Customers scan a QR code to log in. The cart is equipped with sensors and cameras that automatically identify products as they’re placed inside. It calculates the cost of the order and charges shoppers on their way out of the store, eliminating the need to stand in line. 

Veeve’s smart shopping cart uses a combination of sensors and cameras to automatically identify products as they’re placed inside.

Veeve

Veeve is already testing its smart carts with retailers in Seattle and North Carolina. But the pandemic, as well as the launch of Amazon’s Dash Cart in July, have set off a wave of fresh demand from regional grocers and some of the top retailers in the country.

Both events have “validated” the idea of using smart carts in stores, Siddiqui said. “When we would go pitch to retailers, they’d think it was too good to be true, but we’ve known this would work for a few years now,” he said.

Cashierless technology start-up Standard Cognition is seeing so much demand from retailers that CEO Jordan Fisher said he’s had to turn down prospective clients.

Rather than building a new store around cashierless technology, Standard Cognition retrofits retailers’ existing locations with ceiling-mounted cameras. The cameras are equipped with machine learning software that detects what each shopper picks up and puts back on the shelves. 

“We don’t have to change the shelves, we don’t have to add gates,” Fisher said. “It’s the same store, but now there’s checkout free technology that allows shoppers to walk in and skip the line.”

Standard said this month it would bring its cashierless technology to a Circle K convenience store in Phoenix. It plans to announce new retail partners soon, Fisher said. 

Will Hogben, CEO of FutureProof Retail, which creates mobile checkout software, said the start-up has fielded requests from clients who want to deploy the technology in their stores months ahead of schedule.

FutureProof Retail sells its mobile checkout software to retailers, which allows shoppers to skip the checkout line by scanning and bagging their items in the store.

FutureProof Retail

“It can often be we talk to the company for two years before they decide to launch a pilot,” Hogben said. “What’s happened with us is that all of the people we talked to sort of came back during Covid and said, ‘How quickly can it be implemented?'”

FutureProof’s technology is now being used in three stores operated by Kansas-based grocery chain McKeever’s, as well as nine Price Chopper locations in Missouri. New York City grocery stores Westside Market and Fairway Market have also deployed FutureProof’s mobile checkout app, as well as in-store GPS navigation software created by Search in Real Life.

SIRL’s in-store GPS software allows shoppers to search in an app where items are located.
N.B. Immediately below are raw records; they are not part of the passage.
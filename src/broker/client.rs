// =============================================================================
// Broker REST API Client — typed request/response over the broker HTTP API
// =============================================================================
//
// SECURITY: the API key is injected here and only here; callers never see or
// supply it. All four endpoints are JSON POST with a shared response envelope
// `{status, data, message?/error?}`. A `status` other than "success" is an
// error even at HTTP 200. No retries at this layer — the caller decides.
// =============================================================================

use serde::Serialize;
use serde_json::{json, Value};
use tracing::{debug, instrument};

use crate::broker::error::{BrokerError, Result};
use crate::broker::types::{Candle, Envelope, OrderStatus, Quote, SmartOrderAck, SmartOrderRequest};

/// Broker HTTP client. Cheap to clone; safe for concurrent use.
#[derive(Clone)]
pub struct BrokerClient {
    api_key: String,
    strategy: String,
    base_url: String,
    client: reqwest::Client,
}

impl BrokerClient {
    // -------------------------------------------------------------------------
    // Construction
    // -------------------------------------------------------------------------

    /// Create a new `BrokerClient`.
    ///
    /// # Arguments
    /// * `base_url` — broker API root, e.g. `http://127.0.0.1:5000`.
    /// * `api_key`  — injected into every request body, never logged.
    /// * `strategy` — strategy tag stamped on orders and status polls.
    pub fn new(
        base_url: impl Into<String>,
        api_key: impl Into<String>,
        strategy: impl Into<String>,
    ) -> Self {
        let client = reqwest::Client::builder()
            .timeout(std::time::Duration::from_secs(10))
            .build()
            .expect("failed to build reqwest client");

        Self {
            api_key: api_key.into(),
            strategy: strategy.into(),
            base_url: base_url.into().trim_end_matches('/').to_string(),
            client,
        }
    }

    /// Strategy tag this client stamps on orders.
    pub fn strategy(&self) -> &str {
        &self.strategy
    }

    // -------------------------------------------------------------------------
    // Quotes
    // -------------------------------------------------------------------------

    /// POST /api/v1/quotes — snapshot quote for one symbol.
    #[instrument(skip(self), name = "broker::fetch_quote")]
    pub async fn fetch_quote(&self, symbol: &str, exchange: &str) -> Result<Quote> {
        let body = json!({
            "apikey": self.api_key,
            "symbol": symbol,
            "exchange": exchange,
        });
        let envelope = self.post_envelope("/api/v1/quotes", &body).await?;

        let data = envelope.data.unwrap_or(Value::Null);
        let quote: Quote = serde_json::from_value(data)
            .map_err(|e| BrokerError::Decode(format!("quote payload: {e}")))?;

        debug!(symbol, exchange, ltp = quote.ltp, "quote fetched");
        Ok(quote)
    }

    // -------------------------------------------------------------------------
    // History
    // -------------------------------------------------------------------------

    /// POST /api/v1/history — OHLC bars for an inclusive `YYYY-MM-DD` window.
    ///
    /// An empty array is a success, not an error; the caller length-checks.
    #[instrument(skip(self), name = "broker::fetch_history")]
    pub async fn fetch_history(
        &self,
        symbol: &str,
        exchange: &str,
        interval: &str,
        start_date: &str,
        end_date: &str,
    ) -> Result<Vec<Candle>> {
        let body = json!({
            "apikey": self.api_key,
            "symbol": symbol,
            "exchange": exchange,
            "interval": interval,
            "start_date": start_date,
            "end_date": end_date,
        });
        let envelope = self.post_envelope("/api/v1/history", &body).await?;

        let candles = match envelope.data {
            None | Some(Value::Null) => Vec::new(),
            Some(data) => serde_json::from_value(data)
                .map_err(|e| BrokerError::Decode(format!("history payload: {e}")))?,
        };

        debug!(symbol, interval, count = candles.len(), "history fetched");
        Ok(candles)
    }

    // -------------------------------------------------------------------------
    // Orders
    // -------------------------------------------------------------------------

    /// POST /api/v1/placesmartorder — submit a smart order.
    ///
    /// An envelope `status` other than "success" surfaces as
    /// [`BrokerError::RejectedByBroker`] with the remote's message verbatim.
    #[instrument(skip(self, req), name = "broker::place_smart_order",
                 fields(symbol = %req.symbol, action = %req.action, quantity = req.quantity))]
    pub async fn place_smart_order(&self, req: &SmartOrderRequest) -> Result<SmartOrderAck> {
        let mut body = serde_json::to_value(req)
            .map_err(|e| BrokerError::Decode(format!("order request: {e}")))?;
        if let Value::Object(map) = &mut body {
            map.insert("apikey".to_string(), Value::String(self.api_key.clone()));
        }

        let envelope = self.post_envelope("/api/v1/placesmartorder", &body).await?;

        let order_id = envelope
            .data
            .as_ref()
            .and_then(|d| value_to_string(&d["orderid"]))
            .ok_or_else(|| BrokerError::Decode("order response missing 'orderid'".to_string()))?;

        debug!(order_id = %order_id, "smart order accepted");
        Ok(SmartOrderAck {
            order_id,
            status: envelope.status,
        })
    }

    /// POST /api/v1/orderstatus — broker-side snapshot of a placed order.
    #[instrument(skip(self), name = "broker::fetch_order_status")]
    pub async fn fetch_order_status(&self, order_id: &str) -> Result<OrderStatus> {
        let body = json!({
            "apikey": self.api_key,
            "strategy": self.strategy,
            "orderid": order_id,
        });
        let envelope = self.post_envelope("/api/v1/orderstatus", &body).await?;
        let data = envelope.data.unwrap_or(Value::Null);

        // The broker is loose about numeric types here; be tolerant.
        let status = OrderStatus {
            order_id: value_to_string(&data["orderid"]).unwrap_or_else(|| order_id.to_string()),
            order_status: data["order_status"].as_str().unwrap_or_default().to_string(),
            average_price: value_to_f64(&data["average_price"]).unwrap_or(0.0),
            quantity: value_to_f64(&data["quantity"]).unwrap_or(0.0),
            timestamp: data["timestamp"].as_str().unwrap_or_default().to_string(),
        };

        debug!(order_id, status = %status.order_status, "order status fetched");
        Ok(status)
    }

    // -------------------------------------------------------------------------
    // Internal helpers
    // -------------------------------------------------------------------------

    /// POST `body` to `path` and unwrap the shared response envelope.
    async fn post_envelope<B: Serialize + ?Sized>(&self, path: &str, body: &B) -> Result<Envelope> {
        let url = format!("{}{}", self.base_url, path);

        let resp = self.client.post(&url).json(body).send().await?;
        let status = resp.status();

        // HTML means the request hit a web route, not the API.
        let is_html = resp
            .headers()
            .get(reqwest::header::CONTENT_TYPE)
            .and_then(|v| v.to_str().ok())
            .map(|v| v.contains("text/html"))
            .unwrap_or(false);
        if is_html {
            return Err(BrokerError::EndpointNotFound(url));
        }

        let bytes = resp.bytes().await?;

        if status == reqwest::StatusCode::BAD_REQUEST {
            return Err(BrokerError::BadRequest(extract_remote_message(&bytes)));
        }
        if !status.is_success() {
            return Err(BrokerError::ApiFailure {
                code: status.as_u16(),
                body: String::from_utf8_lossy(&bytes).into_owned(),
            });
        }

        let envelope: Envelope = serde_json::from_slice(&bytes)
            .map_err(|e| BrokerError::Decode(format!("response envelope: {e}")))?;

        if envelope.status != "success" {
            return Err(BrokerError::RejectedByBroker(envelope.remote_message()));
        }

        Ok(envelope)
    }
}

/// Pull the broker's own wording out of an error body, falling back to the
/// raw text when it is not the usual envelope.
fn extract_remote_message(bytes: &[u8]) -> String {
    if let Ok(envelope) = serde_json::from_slice::<Envelope>(bytes) {
        if envelope.error.is_some() || envelope.message.is_some() {
            return envelope.remote_message();
        }
    }
    String::from_utf8_lossy(bytes).into_owned()
}

/// Accept an id that arrives as either a JSON string or a number.
fn value_to_string(val: &Value) -> Option<String> {
    match val {
        Value::String(s) => Some(s.clone()),
        Value::Number(n) => Some(n.to_string()),
        _ => None,
    }
}

/// Accept a numeric field that arrives as either a number or a string.
fn value_to_f64(val: &Value) -> Option<f64> {
    match val {
        Value::Number(n) => n.as_f64(),
        Value::String(s) => s.parse().ok(),
        _ => None,
    }
}

impl std::fmt::Debug for BrokerClient {
    fn fmt(&self, f: &mut std::fmt::Formatter<'_>) -> std::fmt::Result {
        f.debug_struct("BrokerClient")
            .field("api_key", &"<redacted>")
            .field("strategy", &self.strategy)
            .field("base_url", &self.base_url)
            .finish()
    }
}
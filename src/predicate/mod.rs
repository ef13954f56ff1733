// =============================================================================
// Predicate Evaluator — Pine-Script-style boolean expressions over closes
// =============================================================================
//
// Two passes keep indicator math out of expression parsing:
//
//   1. Scan the text for indicator references (refs.rs) and compute the
//      latest value of each unique (indicator, period) over the close series.
//   2. Rewrite call forms to numeric literals, float bare integer literals,
//      bind period-suffix identifiers and the close alias in an evalexpr
//      context, then evaluate to a boolean.
//
// Given the same closes and predicate, `met` and `values` are bit-identical.
// =============================================================================

pub mod error;
pub mod refs;

use std::collections::{BTreeMap, HashMap};

use evalexpr::{eval_with_context, ContextWithMutableVariables, HashMapContext, Value};

pub use error::PredicateError;
use refs::{IndicatorKind, IndicatorRef, RefForm};

use crate::indicators;

/// Outcome of evaluating a predicate against a close series.
#[derive(Debug, Clone, PartialEq)]
pub struct Evaluation {
    /// Whether the predicate held.
    pub met: bool,
    /// Latest value of every referenced indicator (and the close alias),
    /// keyed by canonical name — ordered for deterministic reporting.
    pub values: BTreeMap<String, f64>,
}

/// Evaluate `predicate` against `closes` (ascending by time, latest last).
pub fn evaluate(predicate: &str, closes: &[f64]) -> Result<Evaluation, PredicateError> {
    let text = predicate.trim();
    if text.is_empty() {
        return Err(PredicateError::syntax(predicate, "empty predicate"));
    }

    let scanned = refs::scan(text)?;

    // ── Pass 1: latest value per unique (indicator, period) ─────────────
    let mut computed: HashMap<(IndicatorKind, usize), f64> = HashMap::new();
    for r in &scanned.refs {
        if computed.contains_key(&(r.kind, r.period)) {
            continue;
        }
        let value = latest_value(r, closes).ok_or_else(|| PredicateError::InsufficientData {
            indicator: r.kind.label().to_string(),
            period: r.period,
            got: closes.len(),
        })?;
        computed.insert((r.kind, r.period), value);
    }

    let last_close = match (scanned.close_idents.is_empty(), closes.last()) {
        (true, _) => None,
        (false, Some(&last)) => Some(last),
        (false, None) => {
            return Err(PredicateError::InsufficientData {
                indicator: "CLOSE".to_string(),
                period: 0,
                got: 0,
            })
        }
    };

    // Non-finite values are reported, never compared silently.
    for r in &scanned.refs {
        let value = computed[&(r.kind, r.period)];
        if !value.is_finite() {
            return Err(PredicateError::NonBoolean(format!(
                "{} = {value} is not a finite number",
                r.display_name()
            )));
        }
    }

    // ── Pass 2: rewrite, bind, evaluate ─────────────────────────────────
    let rewritten = rewrite(text, &scanned, &computed);

    let mut context = HashMapContext::new();
    let bind = |context: &mut HashMapContext, ident: String, value: f64| {
        context
            .set_value(ident, Value::Float(value))
            .map_err(|e| PredicateError::syntax(text, e.to_string()))
    };
    for r in &scanned.refs {
        if let RefForm::PeriodSuffix { ident } | RefForm::Bare { ident } = &r.form {
            bind(&mut context, ident.clone(), computed[&(r.kind, r.period)])?;
        }
    }
    if let Some(close) = last_close {
        for ident in &scanned.close_idents {
            bind(&mut context, ident.clone(), close)?;
        }
    }

    let mut values = BTreeMap::new();
    for r in &scanned.refs {
        values.insert(r.display_name(), computed[&(r.kind, r.period)]);
    }
    if let Some(close) = last_close {
        values.insert("CLOSE".to_string(), close);
    }

    match eval_with_context(&rewritten, &context) {
        Ok(Value::Boolean(met)) => Ok(Evaluation { met, values }),
        Ok(other) => Err(PredicateError::NonBoolean(format!(
            "evaluation produced {other:?}"
        ))),
        Err(e) => Err(PredicateError::syntax(text, e.to_string())),
    }
}

/// Latest value of one indicator reference over `closes`, `None` when the
/// series is shorter than `period + 1`.
fn latest_value(r: &IndicatorRef, closes: &[f64]) -> Option<f64> {
    if closes.len() < r.period + 1 {
        return None;
    }
    match r.kind {
        IndicatorKind::Rsi => indicators::rsi::latest_rsi(closes, r.period),
        IndicatorKind::Ema => indicators::ema::latest_ema(closes, r.period),
        IndicatorKind::Sma => indicators::sma::latest_sma(closes, r.period),
        IndicatorKind::Macd => indicators::macd::latest_macd_line(closes),
        IndicatorKind::Roc => indicators::roc::latest_roc(closes, r.period),
        IndicatorKind::LinRegSlope => indicators::linreg::latest_slope(closes, r.period),
    }
}

/// Apply the textual edits from pass 1: call forms become parenthesised
/// literals, bare integer literals gain a `.0` suffix.
fn rewrite(
    text: &str,
    scanned: &refs::ScanResult,
    computed: &HashMap<(IndicatorKind, usize), f64>,
) -> String {
    let mut edits: Vec<(usize, usize, String)> = Vec::new();

    for r in &scanned.refs {
        if let RefForm::Call { start, end } = r.form {
            let value = computed[&(r.kind, r.period)];
            edits.push((start, end, format!("({value})")));
        }
    }
    for &(start, end) in &scanned.int_literals {
        edits.push((start, end, format!("{}.0", &text[start..end])));
    }

    // Apply back-to-front so earlier spans stay valid.
    edits.sort_by(|a, b| b.0.cmp(&a.0));
    let mut out = text.to_string();
    for (start, end, replacement) in edits {
        out.replace_range(start..end, &replacement);
    }
    out
}
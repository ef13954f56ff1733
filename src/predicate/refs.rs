// =============================================================================
// Predicate reference scanner
// =============================================================================
//
// First pass of the evaluator: walk the predicate text and collect every
// indicator reference together with where and how it was written, so that the
// rewrite/bind pass can work without re-parsing. Three reference forms:
//
//   RSI14            period-suffix — stays an identifier, bound in context
//   sma(close, 20)   function call — rewritten in place to a numeric literal
//   MACD             bare name — fixed 12/26/9 parameterisation
//
// Bare integer literals are also recorded so the rewrite pass can float them
// (`30` → `30.0`); the expression engine compares floats to floats.
// =============================================================================

use crate::indicators::macd::SLOW_PERIOD as MACD_SLOW_PERIOD;
use crate::predicate::error::PredicateError;

/// The indicators a predicate may reference.
#[derive(Debug, Clone, Copy, PartialEq, Eq, Hash)]
pub enum IndicatorKind {
    Rsi,
    Ema,
    Sma,
    Macd,
    Roc,
    LinRegSlope,
}

impl IndicatorKind {
    /// Resolve a name as written in the predicate (case-insensitive).
    pub fn from_name(name: &str) -> Option<Self> {
        match name.to_ascii_uppercase().as_str() {
            "RSI" => Some(Self::Rsi),
            "EMA" => Some(Self::Ema),
            "SMA" => Some(Self::Sma),
            "MACD" => Some(Self::Macd),
            "ROC" => Some(Self::Roc),
            "LINREGSLOPE" => Some(Self::LinRegSlope),
            _ => None,
        }
    }

    /// Canonical uppercase label used in reported indicator values.
    pub fn label(&self) -> &'static str {
        match self {
            Self::Rsi => "RSI",
            Self::Ema => "EMA",
            Self::Sma => "SMA",
            Self::Macd => "MACD",
            Self::Roc => "ROC",
            Self::LinRegSlope => "LINREGSLOPE",
        }
    }

    /// Which indicators accept the `name(close, N)` call form.
    fn supports_call_form(&self) -> bool {
        matches!(self, Self::Rsi | Self::Ema | Self::Sma)
    }
}

/// How a reference appeared in the text.
#[derive(Debug, Clone, PartialEq)]
pub enum RefForm {
    /// `RSI14` — the identifier is bound in the evaluation context.
    PeriodSuffix { ident: String },
    /// `sma(close, 20)` — the byte span is replaced by a numeric literal.
    Call { start: usize, end: usize },
    /// Bare `MACD`.
    Bare { ident: String },
}

/// One indicator reference found in the predicate.
#[derive(Debug, Clone, PartialEq)]
pub struct IndicatorRef {
    pub kind: IndicatorKind,
    /// Look-back period; for MACD this is its slow period, which doubles as
    /// the data precondition.
    pub period: usize,
    pub form: RefForm,
}

impl IndicatorRef {
    /// Canonical name used as the key in reported indicator values.
    pub fn display_name(&self) -> String {
        match self.kind {
            IndicatorKind::Macd => "MACD".to_string(),
            _ => format!("{}{}", self.kind.label(), self.period),
        }
    }
}

/// Everything the rewrite/bind pass needs from the text.
#[derive(Debug, Default)]
pub struct ScanResult {
    pub refs: Vec<IndicatorRef>,
    /// Spellings of the close alias as written (`CLOSE`, `close`, ...).
    pub close_idents: Vec<String>,
    /// Byte spans of bare integer literals, to be floated during rewrite.
    pub int_literals: Vec<(usize, usize)>,
}

/// Scan `text` for indicator references, close aliases and integer literals.
pub fn scan(text: &str) -> Result<ScanResult, PredicateError> {
    let bytes = text.as_bytes();
    let mut result = ScanResult::default();
    let mut i = 0;

    while i < bytes.len() {
        let c = bytes[i];

        if c.is_ascii_alphabetic() || c == b'_' {
            let start = i;
            while i < bytes.len() && (bytes[i].is_ascii_alphanumeric() || bytes[i] == b'_') {
                i += 1;
            }
            let ident = &text[start..i];

            // Peek past whitespace for a call form.
            let mut j = i;
            while j < bytes.len() && bytes[j].is_ascii_whitespace() {
                j += 1;
            }
            let is_call = j < bytes.len() && bytes[j] == b'(';

            if is_call {
                let kind = IndicatorKind::from_name(ident)
                    .ok_or_else(|| PredicateError::syntax(text, format!("unknown function '{ident}'")))?;
                if !kind.supports_call_form() {
                    return Err(PredicateError::syntax(
                        text,
                        format!("'{ident}' does not take arguments"),
                    ));
                }
                let (period, end) = parse_call_args(text, j)?;
                result.refs.push(IndicatorRef {
                    kind,
                    period,
                    form: RefForm::Call { start, end },
                });
                i = end;
                continue;
            }

            if ident.eq_ignore_ascii_case("close") {
                result.close_idents.push(ident.to_string());
                continue;
            }
            if ident.eq_ignore_ascii_case("true") || ident.eq_ignore_ascii_case("false") {
                continue;
            }

            result.refs.push(classify_identifier(text, ident)?);
            continue;
        }

        if c.is_ascii_digit() || c == b'.' {
            let start = i;
            while i < bytes.len() && (bytes[i].is_ascii_alphanumeric() || bytes[i] == b'.') {
                i += 1;
            }
            if text[start..i].bytes().all(|b| b.is_ascii_digit()) {
                result.int_literals.push((start, i));
            }
            continue;
        }

        i += 1;
    }

    Ok(result)
}

/// Classify a non-call identifier: period-suffix, bare MACD, bare known
/// indicator (missing period) or unknown.
fn classify_identifier(text: &str, ident: &str) -> Result<IndicatorRef, PredicateError> {
    match ident.find(|ch: char| ch.is_ascii_digit()) {
        Some(pos) if ident[pos..].bytes().all(|b| b.is_ascii_digit()) => {
            let (name, digits) = ident.split_at(pos);
            let kind = IndicatorKind::from_name(name).ok_or_else(|| {
                PredicateError::syntax(text, format!("unrecognised identifier '{ident}'"))
            })?;
            if kind == IndicatorKind::Macd {
                return Err(PredicateError::syntax(
                    text,
                    "MACD uses the fixed 12/26/9 parameters and takes no period".to_string(),
                ));
            }
            let period: usize = digits
                .parse()
                .map_err(|_| PredicateError::syntax(text, format!("bad period in '{ident}'")))?;
            if period == 0 {
                return Err(PredicateError::syntax(
                    text,
                    format!("period in '{ident}' must be positive"),
                ));
            }
            Ok(IndicatorRef {
                kind,
                period,
                form: RefForm::PeriodSuffix {
                    ident: ident.to_string(),
                },
            })
        }
        Some(_) => Err(PredicateError::syntax(
            text,
            format!("unrecognised identifier '{ident}'"),
        )),
        None => match IndicatorKind::from_name(ident) {
            Some(IndicatorKind::Macd) => Ok(IndicatorRef {
                kind: IndicatorKind::Macd,
                period: MACD_SLOW_PERIOD,
                form: RefForm::Bare {
                    ident: ident.to_string(),
                },
            }),
            Some(kind) => Err(PredicateError::MissingPeriod(kind.label().to_string())),
            None => Err(PredicateError::syntax(
                text,
                format!("unrecognised identifier '{ident}'"),
            )),
        },
    }
}

/// Parse `(close, N)` starting at the opening parenthesis. Returns the period
/// and the byte index one past the closing parenthesis.
fn parse_call_args(text: &str, open: usize) -> Result<(usize, usize), PredicateError> {
    let bytes = text.as_bytes();
    let mut i = open + 1;

    let skip_ws = |mut k: usize| {
        while k < bytes.len() && bytes[k].is_ascii_whitespace() {
            k += 1;
        }
        k
    };

    i = skip_ws(i);
    let arg_start = i;
    while i < bytes.len() && bytes[i].is_ascii_alphabetic() {
        i += 1;
    }
    if !text[arg_start..i].eq_ignore_ascii_case("close") {
        return Err(PredicateError::syntax(
            text,
            "function argument must be 'close'".to_string(),
        ));
    }

    i = skip_ws(i);
    if i >= bytes.len() || bytes[i] != b',' {
        return Err(PredicateError::syntax(text, "expected ',' after 'close'".to_string()));
    }
    i = skip_ws(i + 1);

    let digits_start = i;
    while i < bytes.len() && bytes[i].is_ascii_digit() {
        i += 1;
    }
    let period: usize = text[digits_start..i]
        .parse()
        .map_err(|_| PredicateError::syntax(text, "expected an integer period".to_string()))?;
    if period == 0 {
        return Err(PredicateError::syntax(text, "period must be positive".to_string()));
    }

    i = skip_ws(i);
    if i >= bytes.len() || bytes[i] != b')' {
        return Err(PredicateError::syntax(text, "expected ')' to close the call".to_string()));
    }

    Ok((period, i + 1))
}
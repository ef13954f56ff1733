// =============================================================================
// Conditional Auto-Order Engine
// =============================================================================
//
// The core of Meridian: per-session monitor records (monitor.rs), the
// registry that owns them and their cancellation signals (registry.rs), the
// long-lived worker loop per monitor (worker.rs), and the broker status
// reconciliation task spawned after each placement (poller.rs).

pub mod monitor;
pub mod poller;
pub mod registry;
pub mod worker;
// =============================================================================
// Session WebSocket — one full-duplex command pipe per user
// =============================================================================
//
// Clients connect to `/api/v1/ws?token=<token>`. The token resolves to a
// user id before the upgrade. Each session runs:
//
//   - this read loop, which parses inbound frames and enforces the idle
//     deadline (extended by any inbound traffic, pongs included),
//   - one writer task owning the sink (outbound.rs), which also sends the
//     protocol-level keep-alive pings,
//   - one worker task per armed monitor, plus its poll chains.
//
// Disconnecting tears the session down: every monitor is signalled and
// removed, so no worker outlives its session.
// =============================================================================

use std::sync::Arc;

use axum::{
    extract::{
        ws::{Message, WebSocket},
        Query, State, WebSocketUpgrade,
    },
    response::IntoResponse,
};
use futures_util::StreamExt;
use serde::Deserialize;
use tokio::time::Instant;
use tracing::{debug, info, warn};

use crate::api::auth;
use crate::app_state::AppState;
use crate::engine::registry::AutoOrderRegistry;
use crate::session::dispatcher::Dispatcher;
use crate::session::frames::{InboundFrame, MAX_INBOUND_FRAME};
use crate::session::outbound::{self, OutboundSender, PONG_TIMEOUT};

#[derive(Deserialize)]
pub struct WsQuery {
    token: Option<String>,
}

/// Axum handler for the WebSocket upgrade request.
pub async fn ws_handler(
    ws: WebSocketUpgrade,
    State(state): State<Arc<AppState>>,
    Query(query): Query<WsQuery>,
) -> impl IntoResponse {
    let token = query.token.unwrap_or_default();
    let Some(user_id) = auth::resolve_user(&state.config, &token) else {
        warn!("session rejected: invalid or missing token");
        return (
            axum::http::StatusCode::FORBIDDEN,
            "Invalid or missing token",
        )
            .into_response();
    };

    let user_id = user_id.to_string();
    info!(user_id = %user_id, "session accepted — upgrading");
    ws.on_upgrade(move |socket| run_session(socket, user_id, state))
        .into_response()
}

/// Run one session to completion.
async fn run_session(socket: WebSocket, user_id: String, state: Arc<AppState>) {
    let (sink, mut stream) = socket.split();

    let (sender, outbound_rx) = OutboundSender::channel();
    let writer = tokio::spawn(outbound::run_writer(sink, outbound_rx));

    let registry = Arc::new(AutoOrderRegistry::new());
    let dispatcher = Dispatcher::new(
        user_id.clone(),
        state.clone(),
        registry.clone(),
        sender.clone(),
    );

    let mut deadline = Instant::now() + PONG_TIMEOUT;

    loop {
        tokio::select! {
            message = stream.next() => match message {
                Some(Ok(message)) => {
                    // Any inbound traffic proves the peer is alive.
                    deadline = Instant::now() + PONG_TIMEOUT;

                    match message {
                        Message::Text(text) => {
                            if text.len() > MAX_INBOUND_FRAME {
                                warn!(user_id = %user_id, bytes = text.len(), "inbound frame too large");
                                sender.emit_error("message too large").await;
                                continue;
                            }
                            match serde_json::from_str::<InboundFrame>(&text) {
                                Ok(frame) => dispatcher.handle_frame(frame).await,
                                Err(e) => {
                                    debug!(user_id = %user_id, error = %e, "unparseable inbound frame");
                                    sender.emit_error(format!("unrecognised frame: {e}")).await;
                                }
                            }
                        }
                        // Protocol pings are answered by the transport layer.
                        Message::Ping(_) => {}
                        Message::Pong(_) => debug!(user_id = %user_id, "keep-alive pong"),
                        Message::Close(_) => {
                            info!(user_id = %user_id, "close frame received");
                            break;
                        }
                        Message::Binary(_) => debug!(user_id = %user_id, "binary frame ignored"),
                    }
                }
                Some(Err(e)) => {
                    warn!(user_id = %user_id, error = %e, "session read error");
                    break;
                }
                None => break,
            },

            _ = tokio::time::sleep_until(deadline) => {
                warn!(user_id = %user_id, "no traffic within the pong deadline — closing session");
                break;
            }
        }
    }

    // Teardown: cancel signals fire for every monitor of this session; the
    // workers observe them at their next suspension point and clean up.
    registry.shutdown();

    // The transport is gone; nothing left for the writer to deliver.
    writer.abort();

    info!(user_id = %user_id, "session closed");
}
It then gives shoppers step-by-step directions to the item’s location, cutting down on the time spent wandering through the aisles and limiting interaction with store employees — both important benefits in light of coronavirus safety concerns. 

Fairway and Westside Market deployed the mobile checkout and GPS technologies before the pandemic, but shoppers started using the tools more beginning in March. “The adoption went from where it was around 10% to 15% up to 30% of customers going through the system,” Hogben said. 

Westside Market offers shoppers access to in-store GPS technology created by Search in Real Life, which gives them step-by-step directions to products in the store.

SIRL

Hogben said he’s seen firsthand how technology can ease some of the anxieties around grocery shopping during a pandemic. At the early stages of the coronavirus outbreak, he watched a supermarket cashier handle everyone’s goods “one after the other.” 

“Things like produce, stuff that’s going straight into your mouth,” Hogben said. “It can be difficult to watch people handle it when you’re being cautious.”

The extra step of downloading a mobile app might have stopped shoppers from using FutureProof’s technology before the pandemic. But now, Hogben is finding most consumers will go through the trouble just to stay safe. 

“With Covid, it’s already complicated to go shopping,” he said. “You have to think about your mask, the time of the day, the store. So I expect the adoption to stay.”